The Rev. Patrick J. Mahoney, of the Christian Defense Coalition, speaks Monday of the death of a local woman who died from possible abortion complications. A memorial, prayer vigil and a press conference were held by various anti-abortion groups. (Michael S. Williamson/The Washington Post)

The Maryland Office of Health Care Quality is investigating the death of a woman who visited a controversial abortion clinic in Germantown before dying last week at a local hospital.

More than 150 demonstrators gathered near the clinic Monday to step up their efforts to draw national attention to the case, asserting that the clinic’s leader, LeRoy Carhart, was directly responsible for the woman’s death and that she had come to his office for a multi-day abortion procedure when she was 33 weeks pregnant.

“We will not rest until this clinic is shut down and the license of LeRoy Carhart is revoked. God let it be so,” the Rev. Patrick Mahoney, director of the Christian Defense Coalition, said at the demonstration.

The circumstances leading to the woman’s death remained unclear Monday. State and county officials confirmed that she had visited the abortion clinic and that she died Thursday morning at Shady Grove Adventist Hospital, but they offered no details.

Antiabortion demonstrators seized upon the incident to try to sway public opinion about late-term procedures. Many of their specific claims about the case could not be immediately verified.

About 150 people attended a memorial, prayer vigil and a press conference Monday by various anti-abortion groups in Germantown, Md. (Michael S. Williamson/The Washington Post)

Speakers at the rally said the woman, 29, arrived at the clinic Feb. 3 from New York. They asserted that she had recently learned of medical problems with the baby she was carrying. “It was a perfectly healthy young woman that died,” said Michael Martelli, executive director of the Maryland Coalition for Life.

Carhart did not respond to requests for an interview.

His facility has become a touchstone for the abortion debate nationwide. Opponents have launched regular demonstrations there, accusing Carhart of regularly performing late-term and dangerous abortions. Abortion-rights advocates say Carhart, who lives in Nebraska but flies to Maryland to operate the clinic, courageously performs procedures that other physicians won’t.

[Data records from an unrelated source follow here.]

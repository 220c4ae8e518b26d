//! # UserRepository
//!
//! ユーザー情報の永続化を担当するリポジトリ。
//!
//! メールアドレスは `users_email_key` 一意制約で保護され、
//! 重複は `InfraErrorKind::Conflict` として返る。

use async_trait::async_trait;
use chrono::{DateTime, Utc};
use forum_domain::{
    password::PasswordHash,
    user::{Email, User, UserId, UserName, UserRecord},
};
use sqlx::PgPool;
use uuid::Uuid;

use crate::{db::TxContext, error::InfraError};

/// ユーザーリポジトリトレイト
#[async_trait]
pub trait UserRepository: Send + Sync {
    /// 新規ユーザーを作成する
    ///
    /// メールアドレスが重複している場合は `Conflict`。
    async fn insert(&self, tx: &mut TxContext, user: &User) -> Result<(), InfraError>;

    /// 表示名・メールアドレス・パスワードハッシュを更新する
    async fn update(&self, tx: &mut TxContext, user: &User) -> Result<(), InfraError>;

    /// ID でユーザーを検索
    async fn find_by_id(&self, id: &UserId) -> Result<Option<User>, InfraError>;

    /// メールアドレスでユーザーを検索
    async fn find_by_email(&self, email: &Email) -> Result<Option<User>, InfraError>;
}

/// DB の users テーブルの行を表す中間構造体
#[derive(sqlx::FromRow)]
struct UserRow {
    id:            Uuid,
    name:          String,
    email:         String,
    password_hash: String,
    created_at:    DateTime<Utc>,
    updated_at:    DateTime<Utc>,
}

impl TryFrom<UserRow> for User {
    type Error = InfraError;

    fn try_from(row: UserRow) -> Result<Self, Self::Error> {
        Ok(User::from_db(UserRecord {
            id:            UserId::from_uuid(row.id),
            name:          UserName::new(row.name)?,
            email:         Email::new(row.email)?,
            password_hash: PasswordHash::new(row.password_hash),
            created_at:    row.created_at,
            updated_at:    row.updated_at,
        }))
    }
}

/// PostgreSQL 実装の UserRepository
#[derive(Debug, Clone)]
pub struct PostgresUserRepository {
    pool: PgPool,
}

impl PostgresUserRepository {
    pub fn new(pool: PgPool) -> Self {
        Self { pool }
    }
}

#[async_trait]
impl UserRepository for PostgresUserRepository {
    #[tracing::instrument(skip_all, level = "debug", fields(user_id = %user.id()))]
    async fn insert(&self, tx: &mut TxContext, user: &User) -> Result<(), InfraError> {
        sqlx::query(
            r#"
            INSERT INTO users (id, name, email, password_hash, created_at, updated_at)
            VALUES ($1, $2, $3, $4, $5, $6)
            "#,
        )
        .bind(user.id().as_uuid())
        .bind(user.name().as_str())
        .bind(user.email().as_str())
        .bind(user.password_hash().as_str())
        .bind(user.created_at())
        .bind(user.updated_at())
        .execute(tx.conn())
        .await
        .map_err(|e| InfraError::from_write(e, "User", user.email().as_str()))?;

        Ok(())
    }

    #[tracing::instrument(skip_all, level = "debug", fields(user_id = %user.id()))]
    async fn update(&self, tx: &mut TxContext, user: &User) -> Result<(), InfraError> {
        sqlx::query(
            r#"
            UPDATE users
            SET name = $2, email = $3, password_hash = $4, updated_at = $5
            WHERE id = $1
            "#,
        )
        .bind(user.id().as_uuid())
        .bind(user.name().as_str())
        .bind(user.email().as_str())
        .bind(user.password_hash().as_str())
        .bind(user.updated_at())
        .execute(tx.conn())
        .await
        .map_err(|e| InfraError::from_write(e, "User", user.email().as_str()))?;

        Ok(())
    }

    async fn find_by_id(&self, id: &UserId) -> Result<Option<User>, InfraError> {
        let row = sqlx::query_as::<_, UserRow>(
            r#"
            SELECT id, name, email, password_hash, created_at, updated_at
            FROM users
            WHERE id = $1
            "#,
        )
        .bind(id.as_uuid())
        .fetch_optional(&self.pool)
        .await?;

        row.map(User::try_from).transpose()
    }

    async fn find_by_email(&self, email: &Email) -> Result<Option<User>, InfraError> {
        let row = sqlx::query_as::<_, UserRow>(
            r#"
            SELECT id, name, email, password_hash, created_at, updated_at
            FROM users
            WHERE email = $1
            "#,
        )
        .bind(email.as_str())
        .fetch_optional(&self.pool)
        .await?;

        row.map(User::try_from).transpose()
    }
}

The Maryland Office of the Chief Medical Examiner has conducted an autopsy of the woman, but a complete review could take a month or more. The medical examiner’s office reviews about 10,000 cases a year. The family of the dead woman, preparing to bury her this week, could not be reached for comment. An online gift registry linked to her and her husband indicated that her pregnancy had been wanted.

Still unclear was whether the woman was as far along in her pregnancy as the demonstrators say and, if so, why she sought an abortion so late. The gift registry indicated a due date of March 20. Also unknown was the nature of the fetus’s medical condition and whether the health or life of either mother or child was at risk.

In Maryland, late-term abortions — those that occur when the fetus is developed enough to survive — are legal when the life or the health of the mother is at stake or when the baby develops a fetal abnormality. Many other states, including Virginia, allow such procedures only when the health or life of the mother is at risk and only when two doctors draw the same conclusion.

In the Germantown case, Martelli said, the woman and her family were staying at a local hotel during the multi-day procedure. The woman was taken to Shady Grove on Thursday morning, he said, and died a short time later.

Tricia Nay, the medical director of the state’s Office of Health Care Quality, confirmed the office is looking into the matter. “We are aware of this incident, and we do have an ongoing investigation,” she said.

Carhart, one of the few doctors in the nation who openly acknowledges performing abortions late in pregnancies, began practicing in Germantown in late 2010. Since then, antiabortion activists have tried to talk to patients as they make their way to his facility, which is in the middle of a nondescript office park. One of those activists said Monday that she had tried to speak with the woman last week on one her visits to the clinic but was unsuccessful.

On Monday, opponents of abortion carried signs with statements such as “A fetus is a child” and “Life is not a choice.” One demonstrator held up a large photograph of the woman who died, identifying her by name next to the abbreviation “R.I.P.”